I believe that it can fit 3-4 in the single unit and 5-6 in the double, but I'm not completely sure. To find out exactly, you can use a rat cage calculator.

-Does your rat seem to enjoy it?
I have the double unit Critter Nation and my rats have loved it because they have so much room, but I think that a lot of that depends on what you fill it with.

-What is your personal opinion of the cage?
I really like this cage because of the way it opens. It makes it easy to clean and remodel/redecorate.

-What type of bedding is best?
I use fleece liners which fit really well around the levels and floor.
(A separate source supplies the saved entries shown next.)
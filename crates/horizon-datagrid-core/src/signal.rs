//! Signal/slot system for Horizon Datagrid.
//!
//! This module provides a type-safe, Qt-inspired signal/slot mechanism used by
//! every datagrid provider to announce changes. Signals are emitted when state
//! changes, and connected slots (callbacks) are invoked in response.
//!
//! # Key Types
//!
//! - [`Signal<Args>`] - The main signal type for emitting notifications
//! - [`ConnectionId`] - Unique identifier returned when connecting a slot
//! - [`Subscription`] - Handle that disconnects its slot exactly once
//!
//! # Delivery
//!
//! Delivery is always synchronous: [`Signal::emit`] returns only after every
//! connected slot has run. The slot list is snapshotted before invocation, so
//! a slot may connect, disconnect or emit again without deadlocking.
//!
//! # Example
//!
//! ```
//! use horizon_datagrid_core::Signal;
//!
//! // Create a signal that passes a string argument
//! let text_changed = Signal::<String>::new();
//!
//! // Connect a slot (closure)
//! let conn_id = text_changed.connect(|text| {
//!     println!("Text changed to: {}", text);
//! });
//!
//! // Emit the signal
//! text_changed.emit("Hello, World!".to_string());
//!
//! // Disconnect when done
//! text_changed.disconnect(conn_id);
//! ```

use std::fmt;
use std::sync::atomic::{AtomicBool, Ordering};
use std::sync::{Arc, Weak};

use parking_lot::Mutex;
use slotmap::{new_key_type, SlotMap};

use crate::error::{Result, SignalError};
use crate::logging::targets;

new_key_type! {
    /// A unique identifier for a signal-slot connection.
    ///
    /// Use this ID to disconnect a specific connection via [`Signal::disconnect`].
    /// The ID remains valid until the connection is explicitly disconnected or
    /// the signal is dropped.
    pub struct ConnectionId;
}

type Slot<Args> = Arc<dyn Fn(&Args) + Send + Sync>;

/// A type-safe signal that can have multiple connected slots.
///
/// # Type Parameter
///
/// - `Args`: The argument type passed to connected slots. Use `()` for signals
///   with no arguments, or a tuple like `(String, i32)` for multiple arguments.
///
/// # Thread Safety
///
/// `Signal<Args>` is `Send + Sync` and can be shared through an `Arc`. Slots
/// always run on the emitting thread.
pub struct Signal<Args> {
    /// All active connections.
    connections: Mutex<SlotMap<ConnectionId, Slot<Args>>>,
    /// Whether signal emission is temporarily blocked.
    blocked: AtomicBool,
}

impl<Args: 'static> Default for Signal<Args> {
    fn default() -> Self {
        Self::new()
    }
}

impl<Args: 'static> Signal<Args> {
    /// Create a new signal with no connections.
    pub fn new() -> Self {
        Self {
            connections: Mutex::new(SlotMap::with_key()),
            blocked: AtomicBool::new(false),
        }
    }

    /// Connect a slot (closure) to this signal.
    ///
    /// Returns a `ConnectionId` that can be used to disconnect the slot later.
    ///
    /// # Example
    ///
    /// ```
    /// use horizon_datagrid_core::Signal;
    ///
    /// let signal = Signal::<String>::new();
    /// let id = signal.connect(|s| println!("Got: {}", s));
    /// signal.emit("Hello".to_string());
    /// ```
    pub fn connect<F>(&self, slot: F) -> ConnectionId
    where
        F: Fn(&Args) + Send + Sync + 'static,
    {
        self.connections.lock().insert(Arc::new(slot))
    }

    /// Disconnect a specific slot by its connection ID.
    ///
    /// Returns `true` if the connection was found and removed, `false` otherwise.
    pub fn disconnect(&self, id: ConnectionId) -> bool {
        self.connections.lock().remove(id).is_some()
    }

    /// Disconnect a specific slot, reporting an unknown ID as an error.
    pub fn try_disconnect(&self, id: ConnectionId) -> Result<()> {
        if self.disconnect(id) {
            Ok(())
        } else {
            Err(SignalError::InvalidConnection)
        }
    }

    /// Disconnect all slots from this signal.
    pub fn disconnect_all(&self) {
        self.connections.lock().clear();
    }

    /// Get the number of connected slots.
    pub fn connection_count(&self) -> usize {
        self.connections.lock().len()
    }

    /// Block signal emission temporarily.
    ///
    /// While blocked, calls to `emit()` will do nothing. This is useful
    /// during batch updates to prevent cascading notifications.
    pub fn set_blocked(&self, blocked: bool) {
        self.blocked.store(blocked, Ordering::SeqCst);
    }

    /// Check if signal emission is currently blocked.
    pub fn is_blocked(&self) -> bool {
        self.blocked.load(Ordering::SeqCst)
    }

    /// Emit the signal, invoking all connected slots in connection order.
    ///
    /// If the signal is blocked, this does nothing.
    pub fn emit(&self, args: Args) {
        if self.is_blocked() {
            tracing::trace!(target: targets::SIGNAL, "signal blocked, skipping emit");
            return;
        }

        // The lock must not be held while slots run: slots are allowed to
        // touch this signal again.
        let slots: Vec<Slot<Args>> = self.connections.lock().values().cloned().collect();
        tracing::trace!(target: targets::SIGNAL, connection_count = slots.len(), "emitting signal");

        for slot in slots {
            slot(&args);
        }
    }
}

impl<Args: 'static> Signal<Args> {
    /// Connect a slot and return a [`Subscription`] that owns the connection.
    ///
    /// The subscription only holds a weak reference to the signal, so it never
    /// keeps the signal alive.
    pub fn subscribe<F>(self: &Arc<Self>, slot: F) -> Subscription
    where
        F: Fn(&Args) + Send + Sync + 'static,
    {
        let id = self.connect(slot);
        let erased: Arc<dyn SignalEmitter> = self.clone();
        Subscription {
            signal: Some(Arc::downgrade(&erased)),
            id,
        }
    }
}

impl<Args> fmt::Debug for Signal<Args> {
    fn fmt(&self, f: &mut fmt::Formatter<'_>) -> fmt::Result {
        f.debug_struct("Signal")
            .field("connections", &self.connections.lock().len())
            .field("blocked", &self.blocked.load(Ordering::SeqCst))
            .finish()
    }
}

/// Type-erased access to a signal's connections.
///
/// [`Subscription`] holds its signal through this trait so that it does not
/// depend on the signal's argument type.
pub trait SignalEmitter: Send + Sync {
    /// Disconnect a connection by ID, reporting unknown IDs.
    fn try_disconnect(&self, id: ConnectionId) -> Result<()>;
}

impl<Args: 'static> SignalEmitter for Signal<Args> {
    fn try_disconnect(&self, id: ConnectionId) -> Result<()> {
        Signal::try_disconnect(self, id)
    }
}

/// An owned connection that disconnects when released.
///
/// Created via [`Signal::subscribe`]. The connection is released exactly once:
/// either by an explicit [`unsubscribe`](Self::unsubscribe) or when the
/// subscription is dropped.
///
/// # Example
///
/// ```
/// use horizon_datagrid_core::Signal;
/// use std::sync::atomic::{AtomicI32, Ordering};
/// use std::sync::Arc;
///
/// let signal = Arc::new(Signal::<i32>::new());
/// let counter = Arc::new(AtomicI32::new(0));
/// {
///     let counter_clone = counter.clone();
///     let _subscription = signal.subscribe(move |&n| {
///         counter_clone.fetch_add(n, Ordering::SeqCst);
///     });
///     signal.emit(42);  // counter = 42
/// }
/// signal.emit(43);  // Nothing happens - subscription was dropped
/// assert_eq!(counter.load(Ordering::SeqCst), 42);
/// ```
#[must_use = "dropping a Subscription disconnects its slot immediately"]
pub struct Subscription {
    signal: Option<Weak<dyn SignalEmitter>>,
    id: ConnectionId,
}

impl Subscription {
    /// The connection this subscription owns.
    pub fn id(&self) -> ConnectionId {
        self.id
    }

    /// Returns `true` while the subscription has not been released and its
    /// signal is still alive.
    pub fn is_active(&self) -> bool {
        self.signal.as_ref().is_some_and(|weak| weak.strong_count() > 0)
    }

    /// Release the connection.
    ///
    /// Returns [`SignalError::InvalidConnection`] if this subscription was
    /// already released, and [`SignalError::SignalDropped`] if the signal no
    /// longer exists.
    pub fn unsubscribe(&mut self) -> Result<()> {
        let weak = self.signal.take().ok_or(SignalError::InvalidConnection)?;
        let signal = weak.upgrade().ok_or(SignalError::SignalDropped)?;
        signal.try_disconnect(self.id)
    }
}

impl Drop for Subscription {
    fn drop(&mut self) {
        if self.signal.is_some() {
            let _ = self.unsubscribe();
        }
    }
}

impl fmt::Debug for Subscription {
    fn fmt(&self, f: &mut fmt::Formatter<'_>) -> fmt::Result {
        f.debug_struct("Subscription")
            .field("id", &self.id)
            .field("active", &self.is_active())
            .finish()
    }
}

static_assertions::assert_impl_all!(Signal<()>: Send, Sync);
static_assertions::assert_impl_all!(Subscription: Send, Sync);

#[cfg(test)]
mod tests {
    use super::*;
    use std::sync::atomic::AtomicUsize;

    #[test]
    fn test_signal_connect_emit() {
        let signal = Signal::<i32>::new();
        let received = Arc::new(Mutex::new(Vec::new()));

        let received_clone = received.clone();
        signal.connect(move |&value| {
            received_clone.lock().push(value);
        });

        signal.emit(42);
        signal.emit(100);

        let values = received.lock();
        assert_eq!(*values, vec![42, 100]);
    }

    #[test]
    fn test_signal_disconnect() {
        let signal = Signal::<i32>::new();
        let received = Arc::new(Mutex::new(Vec::new()));

        let received_clone = received.clone();
        let conn_id = signal.connect(move |&value| {
            received_clone.lock().push(value);
        });

        signal.emit(1);
        assert!(signal.disconnect(conn_id));
        signal.emit(2);

        assert_eq!(*received.lock(), vec![1]);
        assert_eq!(signal.try_disconnect(conn_id), Err(SignalError::InvalidConnection));
    }

    #[test]
    fn test_signal_blocked() {
        let signal = Signal::<i32>::new();
        let received = Arc::new(Mutex::new(Vec::new()));

        let received_clone = received.clone();
        signal.connect(move |&value| {
            received_clone.lock().push(value);
        });

        signal.emit(1);
        signal.set_blocked(true);
        signal.emit(2); // Should be ignored
        signal.set_blocked(false);
        signal.emit(3);

        assert_eq!(*received.lock(), vec![1, 3]);
    }

    #[test]
    fn test_multiple_connections() {
        let signal = Signal::<String>::new();
        let count = Arc::new(Mutex::new(0));

        for _ in 0..3 {
            let count_clone = count.clone();
            signal.connect(move |_| {
                *count_clone.lock() += 1;
            });
        }

        assert_eq!(signal.connection_count(), 3);
        signal.emit("test".to_string());
        assert_eq!(*count.lock(), 3);
    }

    #[test]
    fn test_disconnect_all() {
        let signal = Signal::<()>::new();

        for _ in 0..5 {
            signal.connect(|_| {});
        }

        assert_eq!(signal.connection_count(), 5);
        signal.disconnect_all();
        assert_eq!(signal.connection_count(), 0);
    }

    #[test]
    fn test_signal_with_multiple_args() {
        let signal = Signal::<(String, i32)>::new();
        let received = Arc::new(Mutex::new(None));

        let received_clone = received.clone();
        signal.connect(move |args| {
            *received_clone.lock() = Some(args.clone());
        });

        signal.emit(("hello".to_string(), 42));

        let value = received.lock().clone();
        assert_eq!(value, Some(("hello".to_string(), 42)));
    }

    #[test]
    fn test_subscription_drop_disconnects() {
        let signal = Arc::new(Signal::<i32>::new());
        let received = Arc::new(Mutex::new(Vec::new()));

        {
            let received_clone = received.clone();
            let _subscription = signal.subscribe(move |&value| {
                received_clone.lock().push(value);
            });
            signal.emit(1);
        }

        signal.emit(2);

        assert_eq!(*received.lock(), vec![1]);
        assert_eq!(signal.connection_count(), 0);
    }

    #[test]
    fn test_unsubscribe_exactly_once() {
        let signal = Arc::new(Signal::<()>::new());
        let mut subscription = signal.subscribe(|_| {});
        assert!(subscription.is_active());

        assert_eq!(subscription.unsubscribe(), Ok(()));
        assert!(!subscription.is_active());
        assert_eq!(subscription.unsubscribe(), Err(SignalError::InvalidConnection));
        assert_eq!(signal.connection_count(), 0);
    }

    #[test]
    fn test_unsubscribe_after_signal_dropped() {
        let signal = Arc::new(Signal::<()>::new());
        let mut subscription = signal.subscribe(|_| {});
        drop(signal);

        assert!(!subscription.is_active());
        assert_eq!(subscription.unsubscribe(), Err(SignalError::SignalDropped));
    }

    #[test]
    fn test_reentrant_connect_during_emit() {
        let signal = Arc::new(Signal::<()>::new());
        let calls = Arc::new(AtomicUsize::new(0));

        let signal_clone = signal.clone();
        let calls_clone = calls.clone();
        signal.connect(move |_| {
            calls_clone.fetch_add(1, Ordering::SeqCst);
            signal_clone.connect(|_| {});
        });

        signal.emit(());
        assert_eq!(calls.load(Ordering::SeqCst), 1);
        assert_eq!(signal.connection_count(), 2);
    }

    #[test]
    fn test_emit_from_multiple_threads() {
        let signal = Arc::new(Signal::<i32>::new());
        let received = Arc::new(Mutex::new(Vec::new()));

        let received_clone = received.clone();
        signal.connect(move |&value| {
            received_clone.lock().push(value);
        });

        let mut handles = vec![];
        for i in 0..10 {
            let signal_clone = signal.clone();
            handles.push(std::thread::spawn(move || {
                signal_clone.emit(i);
            }));
        }

        for handle in handles {
            handle.join().unwrap();
        }

        let values = received.lock();
        assert_eq!(values.len(), 10);
        for i in 0..10 {
            assert!(values.contains(&i), "Missing value {}", i);
        }
    }
}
It would be hard to use other beddings because there aren't any sides to the pans and the bedding would likely fall out everywhere.

-Can it house young rats?
The bar spacing should be fine for young rats.
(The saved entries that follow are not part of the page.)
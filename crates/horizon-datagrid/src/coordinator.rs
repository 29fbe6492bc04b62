//! The datagrid coordinator.
//!
//! [`Datagrid`] owns every provider of a grid and wires their notifications:
//!
//! - sort, filter and page changes trigger a consolidated refresh
//! - selection changes are forwarded as `selected_changed` or
//!   `single_selected_changed` depending on the mode
//! - header and row changes re-stabilize the columns when structurally needed
//! - every column resize re-measures the body's scrollbar gutter
//!
//! Column stabilization is gated by a "columns stable" flag. The flag is
//! cleared when the header identity changes and when rows first appear, and
//! a pass only runs while the grid is attached and has rows.
//!
//! # Example
//!
//! ```ignore
//! use horizon_datagrid::{Datagrid, GridConfig};
//! use horizon_datagrid::state::Comparator;
//!
//! let grid = Datagrid::with_config(renderer, measurer, GridConfig::new().page_size(10));
//! grid.refresh.connect(|state| {
//!     let query = serde_json::to_string(state).unwrap();
//!     backend.fetch(query);
//! });
//!
//! grid.set_headers(vec![name_header, status_header]);
//! grid.attach(table_wrapper);
//!
//! let rows: Vec<_> = items
//!     .into_iter()
//!     .map(|(item, cells)| grid.create_row(item, cells, false))
//!     .collect();
//! grid.set_rows(&rows);
//!
//! grid.sort().toggle(Comparator::property("name"));
//! ```

use std::collections::HashMap;
use std::fmt;
use std::sync::Arc;

use horizon_datagrid_core::logging::targets;
use horizon_datagrid_core::{grid_debug, grid_trace, grid_warn, Signal, Subscription};
use parking_lot::Mutex;

use crate::columns::ColumnWidthEngine;
use crate::config::GridConfig;
use crate::dom::{ElementHandle, Measurer, Renderer};
use crate::row::DatagridRow;
use crate::row_action::RowActionGate;
use crate::scrollbar::ScrollbarTracker;
use crate::selection::{GridItem, Selection, SelectionMode, SelectionSnapshot};
use crate::state::{ConsolidatedState, FilterState, GridStateAggregator, PageState, SortState};

struct Layout<E> {
    /// Whether the current headers and rows have been measured.
    columns_stable: bool,
    row_count: usize,
    table_wrapper: Option<E>,
}

/// A datagrid: column layout, row actions, selection and query state.
pub struct Datagrid<E: ElementHandle, T: GridItem> {
    config: GridConfig,
    columns: Arc<ColumnWidthEngine<E>>,
    gate: Arc<RowActionGate<E>>,
    selection: Arc<Selection<T>>,
    aggregator: Arc<GridStateAggregator<T>>,
    scrollbar: Arc<ScrollbarTracker<E>>,
    layout: Mutex<Layout<E>>,
    /// Non-empty exactly while attached.
    subscriptions: Mutex<Vec<Subscription>>,

    /// Emitted with a [`ConsolidatedState`] whenever the data should be refetched.
    pub refresh: Arc<Signal<ConsolidatedState<T>>>,

    /// Emitted with the selected items in multi mode.
    pub selected_changed: Arc<Signal<Vec<T>>>,

    /// Emitted with the selected item in single mode.
    pub single_selected_changed: Arc<Signal<Option<T>>>,
}

impl<E: ElementHandle, T: GridItem> Datagrid<E, T> {
    /// Creates a detached grid with the default configuration.
    pub fn new(renderer: Arc<dyn Renderer<E>>, measurer: Arc<dyn Measurer<E>>) -> Self {
        Self::with_config(renderer, measurer, GridConfig::default())
    }

    /// Creates a detached grid.
    pub fn with_config(
        renderer: Arc<dyn Renderer<E>>,
        measurer: Arc<dyn Measurer<E>>,
        config: GridConfig,
    ) -> Self {
        let columns = Arc::new(ColumnWidthEngine::new(renderer, measurer.clone(), &config));
        let aggregator = GridStateAggregator::new(
            Arc::new(SortState::new()),
            Arc::new(FilterState::new()),
            Arc::new(PageState::new(config.page_size)),
        );
        Self {
            gate: Arc::new(RowActionGate::new(columns.clone())),
            columns,
            selection: Arc::new(Selection::new()),
            refresh: aggregator.refresh.clone(),
            aggregator: Arc::new(aggregator),
            scrollbar: Arc::new(ScrollbarTracker::new(measurer)),
            layout: Mutex::new(Layout {
                columns_stable: false,
                row_count: 0,
                table_wrapper: None,
            }),
            subscriptions: Mutex::new(Vec::new()),
            selected_changed: Arc::new(Signal::new()),
            single_selected_changed: Arc::new(Signal::new()),
            config,
        }
    }

    // =========================================================================
    // Lifecycle
    // =========================================================================

    /// Connects the providers and measures the columns inside `table_wrapper`.
    ///
    /// An initial refresh is emitted. Returns `false` if already attached.
    pub fn attach(&self, table_wrapper: E) -> bool {
        let mut subscriptions = self.subscriptions.lock();
        if !subscriptions.is_empty() {
            grid_warn!(target: targets::COORDINATOR, "datagrid already attached");
            return false;
        }

        let aggregator = Arc::downgrade(&self.aggregator);
        for changed in [
            &self.aggregator.sort().changed,
            &self.aggregator.filters().changed,
            &self.aggregator.page().changed,
        ] {
            let aggregator = aggregator.clone();
            subscriptions.push(changed.subscribe(move |_| {
                if let Some(aggregator) = aggregator.upgrade() {
                    aggregator.trigger();
                }
            }));
        }

        let selection = Arc::downgrade(&self.selection);
        let selected_changed = Arc::downgrade(&self.selected_changed);
        let single_selected_changed = Arc::downgrade(&self.single_selected_changed);
        subscriptions.push(self.selection.changed.subscribe(move |snapshot| {
            let Some(selection) = selection.upgrade() else {
                return;
            };
            match (selection.mode(), snapshot) {
                (SelectionMode::Single, SelectionSnapshot::Single(item)) => {
                    if let Some(signal) = single_selected_changed.upgrade() {
                        signal.emit(item.clone());
                    }
                }
                (SelectionMode::Multi, SelectionSnapshot::Multi(items)) => {
                    if let Some(signal) = selected_changed.upgrade() {
                        signal.emit(items.clone());
                    }
                }
                _ => {}
            }
        }));

        let scrollbar = Arc::downgrade(&self.scrollbar);
        subscriptions.push(self.columns.resized.subscribe(move |_| {
            if let Some(scrollbar) = scrollbar.upgrade() {
                scrollbar.compute();
            }
        }));
        drop(subscriptions);

        self.layout.lock().table_wrapper = Some(table_wrapper);
        grid_debug!(target: targets::COORDINATOR, "datagrid attached");

        self.aggregator.trigger();
        self.stabilize_columns();
        true
    }

    /// Releases every subscription taken by [`attach`](Self::attach).
    ///
    /// Returns `false` if the grid was not attached.
    pub fn detach(&self) -> bool {
        let subscriptions = std::mem::take(&mut *self.subscriptions.lock());
        if subscriptions.is_empty() {
            return false;
        }
        for mut subscription in subscriptions {
            if let Err(err) = subscription.unsubscribe() {
                grid_trace!(target: targets::COORDINATOR, error = %err, "subscription already released");
            }
        }
        self.layout.lock().table_wrapper = None;
        self.columns.release_table_wrapper();
        grid_debug!(target: targets::COORDINATOR, "datagrid detached");
        true
    }

    /// Whether the grid is attached.
    pub fn is_attached(&self) -> bool {
        !self.subscriptions.lock().is_empty()
    }

    // =========================================================================
    // Structure
    // =========================================================================

    /// Replaces the column headers.
    ///
    /// The same sequence is ignored. A pure reordering keeps the measured
    /// widths unless `stabilize_on_reorder` is configured. Any other change
    /// resets the widths, requests a refresh and re-stabilizes.
    pub fn set_headers(&self, headers: Vec<E>) {
        if headers.is_empty() {
            grid_trace!(target: targets::COORDINATOR, "ignoring empty header set");
            return;
        }

        let previous = self.columns.headers();
        if previous == headers {
            return;
        }

        let reordered = is_permutation(&previous, &headers);
        if reordered && !self.config.stabilize_on_reorder && self.columns.reorder_headers(headers.clone()) {
            return;
        }

        grid_debug!(target: targets::COORDINATOR, count = headers.len(), reordered, "headers changed");
        self.layout.lock().columns_stable = false;
        self.columns.set_headers(headers);
        if !reordered && self.is_attached() {
            self.aggregator.trigger();
        }
        self.stabilize_columns();
    }

    /// The current column headers.
    pub fn headers(&self) -> Vec<E> {
        self.columns.headers()
    }

    /// Replaces the displayed rows.
    ///
    /// Rows appearing in an empty grid invalidate the column widths. An empty
    /// grid is never measured, not even by the row action gate.
    pub fn set_rows(&self, rows: &[Arc<DatagridRow<E, T>>]) {
        let items: Vec<T> = rows.iter().map(|row| row.item().clone()).collect();
        {
            let mut layout = self.layout.lock();
            if layout.row_count == 0 && !items.is_empty() {
                layout.columns_stable = false;
            }
            layout.row_count = items.len();
        }
        if items.is_empty() {
            self.columns.release_table_wrapper();
        }
        self.selection.set_displayed(items);
        self.stabilize_columns();
    }

    /// Number of displayed rows.
    pub fn row_count(&self) -> usize {
        self.layout.lock().row_count
    }

    /// Creates and attaches a row for `item`.
    pub fn create_row(&self, item: T, cells: Vec<E>, has_actions: bool) -> Arc<DatagridRow<E, T>> {
        let row = Arc::new(DatagridRow::new(
            item,
            cells,
            has_actions,
            self.columns.clone(),
            self.selection.clone(),
            self.gate.clone(),
        ));
        row.attach();
        row
    }

    /// Measures the columns if they are not stable yet.
    ///
    /// Nothing happens while detached, without rows, or when the widths are
    /// already stable. Returns `true` if a pass ran.
    pub fn stabilize_columns(&self) -> bool {
        let wrapper = {
            let mut layout = self.layout.lock();
            if layout.columns_stable {
                return false;
            }
            if layout.row_count == 0 {
                grid_trace!(target: targets::COORDINATOR, "no rows yet, deferring stabilization");
                return false;
            }
            let Some(wrapper) = layout.table_wrapper.clone() else {
                return false;
            };
            layout.columns_stable = true;
            wrapper
        };

        let stabilized = self.columns.stabilize(&wrapper);
        if !stabilized {
            self.layout.lock().columns_stable = false;
        }
        stabilized
    }

    /// Whether the column widths are stable.
    pub fn columns_stable(&self) -> bool {
        self.layout.lock().columns_stable
    }

    /// Sets the body element whose scrollbar gutter is tracked.
    pub fn set_body(&self, body: Option<E>) {
        self.scrollbar.set_body(body);
        self.scrollbar.compute();
    }

    // =========================================================================
    // Selection
    // =========================================================================

    /// Switches to multi selection and selects `items`.
    pub fn set_selected(&self, items: Vec<T>) {
        self.selection.set_mode(SelectionMode::Multi);
        self.selection.set_current(items);
    }

    /// The selected items.
    pub fn selected(&self) -> Vec<T> {
        self.selection.current()
    }

    /// Switches to single selection and selects `item` if given.
    pub fn set_single_selected(&self, item: Option<T>) {
        self.selection.set_mode(SelectionMode::Single);
        if item.is_some() {
            self.selection.set_current_single(item);
        }
    }

    /// The single selected item.
    pub fn single_selected(&self) -> Option<T> {
        self.selection.current_single()
    }

    /// Whether every displayed item is selected.
    pub fn all_selected(&self) -> bool {
        self.selection.is_all_selected()
    }

    /// Selects every displayed item, or deselects them all.
    pub fn toggle_all(&self) {
        self.selection.toggle_all();
    }

    // =========================================================================
    // State
    // =========================================================================

    /// Emits a consolidated refresh now.
    pub fn trigger_refresh(&self) {
        self.aggregator.trigger();
    }

    /// The configuration this grid was built with.
    pub fn config(&self) -> &GridConfig {
        &self.config
    }

    /// The column width engine.
    pub fn columns(&self) -> &Arc<ColumnWidthEngine<E>> {
        &self.columns
    }

    /// The row action gate.
    pub fn row_actions(&self) -> &Arc<RowActionGate<E>> {
        &self.gate
    }

    /// The selection.
    pub fn selection(&self) -> &Arc<Selection<T>> {
        &self.selection
    }

    /// The sort state.
    pub fn sort(&self) -> &Arc<SortState<T>> {
        self.aggregator.sort()
    }

    /// The filter state.
    pub fn filters(&self) -> &Arc<FilterState<T>> {
        self.aggregator.filters()
    }

    /// The page state.
    pub fn page(&self) -> &Arc<PageState> {
        self.aggregator.page()
    }

    /// The state aggregator.
    pub fn aggregator(&self) -> &Arc<GridStateAggregator<T>> {
        &self.aggregator
    }

    /// The scrollbar tracker.
    pub fn scrollbar(&self) -> &Arc<ScrollbarTracker<E>> {
        &self.scrollbar
    }

}

impl<E: ElementHandle, T: GridItem> Drop for Datagrid<E, T> {
    fn drop(&mut self) {
        self.detach();
    }
}

impl<E: ElementHandle, T: GridItem> fmt::Debug for Datagrid<E, T> {
    fn fmt(&self, f: &mut fmt::Formatter<'_>) -> fmt::Result {
        let layout = self.layout.lock();
        f.debug_struct("Datagrid")
            .field("columns", &self.columns)
            .field("columns_stable", &layout.columns_stable)
            .field("row_count", &layout.row_count)
            .field("attached", &layout.table_wrapper.is_some())
            .field("state", &self.aggregator)
            .finish_non_exhaustive()
    }
}

/// Whether `b` holds exactly the elements of `a`, in any order.
fn is_permutation<E: ElementHandle>(a: &[E], b: &[E]) -> bool {
    if a.len() != b.len() {
        return false;
    }
    let mut counts: HashMap<&E, isize> = HashMap::with_capacity(a.len());
    for element in a {
        *counts.entry(element).or_default() += 1;
    }
    for element in b {
        match counts.get_mut(element) {
            Some(count) if *count > 0 => *count -= 1,
            _ => return false,
        }
    }
    true
}

static_assertions::assert_impl_all!(Datagrid<u32, String>: Send, Sync);
//! Error types for Horizon Datagrid core.

use std::fmt;

/// Signal-specific errors.
#[derive(Debug, Clone, PartialEq, Eq)]
pub enum SignalError {
    /// The connection ID is invalid or has already been disconnected.
    InvalidConnection,
    /// The signal has been dropped and is no longer available.
    SignalDropped,
}

impl fmt::Display for SignalError {
    fn fmt(&self, f: &mut fmt::Formatter<'_>) -> fmt::Result {
        match self {
            Self::InvalidConnection => write!(f, "Invalid or disconnected connection ID"),
            Self::SignalDropped => write!(f, "Signal has been dropped"),
        }
    }
}

impl std::error::Error for SignalError {}

/// A specialized Result type for signal operations.
pub type Result<T> = std::result::Result<T, SignalError>;

#[cfg(test)]
mod tests {
    use super::*;

    #[test]
    fn test_signal_error_display() {
        assert_eq!(
            SignalError::InvalidConnection.to_string(),
            "Invalid or disconnected connection ID"
        );
        assert_eq!(SignalError::SignalDropped.to_string(), "Signal has been dropped");
    }
}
-Where can I find the least expensive one?
Not sure about that. Sometimes you just have to search around. I would try things like Craigslist and Ebay first and if you can't find a good deal there, you can order from a company. I got mine from Wayfair, but I think that others have gotten better prices elsewhere. 

-Are they easy to decorate? 
Yes, they're very easy to decorate because its easy to get in the cage and move things around. There's a thread under the Rat Homes section with pics of peoples decorated Critter and Ferret Nations, so you can get a lot of decorating ideas from that.


----------



## Jaguar (Nov 15, 2009)

It's more like 4-5 rats in a single and 8-10 in a double.

It is a big, bulky, heavy cage. You need to have ample room and wide enough hallways to wheel it about. It will need taken outside occasionally for a hose down and deep cleaning, as there are a lot of cracks and crevices that accumulate urine and gunk.

Overall it's a great cage with a lot of nice features if you have a big rat hoard, but I found they are difficult to clean, and definitely not suitable for small space/apartment living. For 2-4 rats I would recommend a Martins cage instead.


----------



## moonkissed (Dec 26, 2011)

I LOVE my critter nation. It was my dream cage and both me and my rats have been very happy since I got it. 

I have a single & it has 2 female rats in it. I could see 4, maybe 5 rats in it. 

Positives:
It is VERY large, has ample floor space & shelf space.
The bars run horizontal so the rats can climb- which is super adorable to have your rat climb the side and stare out at you.
The bars also make it super easy to hang things and the decoration possibilities are endless. One of the omg I have to have it moments came from other forums where ppl post pictures of their cages decor and I fell in love lol
The shelf is also adjustable so you can set the height you want and even buy an additional shelf for it.
Both front doors completely open which gives you complete access to every nook and makes decorating, cleaning and getting to the rats (if for some reason they dont run right to you as soon as the door opens) easy lol
The pans come right out which I love for cleaning.
I haven't found any issues with cleaning it for me. I take the trays out and toss them in my shower and wipe the bars down. Maybe my girls are not that messy though idk lol.
I love the storage shelf underneath and the wheels. I like that I can easily wheel it into a different room. 

Cons:
It is huge lol. The cage is bigger then it seems in photos and you need the space for it. I saw a photo on another site where a woman put her 3 kids in it to show how big it is lmao! I could definitely sit in it myself if I wanted oO I live in a 2 bedroom apartment which isn't large but not small either. I don't find the size to be any issues for me. I actually have three different spots I will put the cage in depending on different things so I don't find any issues with the size and finding plenty of room for it even in my apartment. But I used to live in a 500 square foot apartment before this and there would have been no way it would fit easily lol So that just depends on your space.
I also wheel it easily across my carpet floors and through door ways perfectly without issues. 
Putting it together made me want to shoot myself. It is a pain in the butt to say the least. There were times I felt that the pieces just were not going to go together no matter what. If you have someone to help you it may be easier.
The bars go all the way to the bottom so if you have messy rats they can easily toss things through the bars and onto the floor- so it depends on what bedding you use. I use fleece but give them newspaper strips and some get tossed out. 


I got mine off amazon. It was like $150 I think. All good sized cages are going to be expensive unless you are lucky enough to snag something used. I figured it was worth alittle extra cash for the one I really wanted. But if I didn't get this one I would have gotten a martins, they seem really nice too and are alittle cheaper.


----------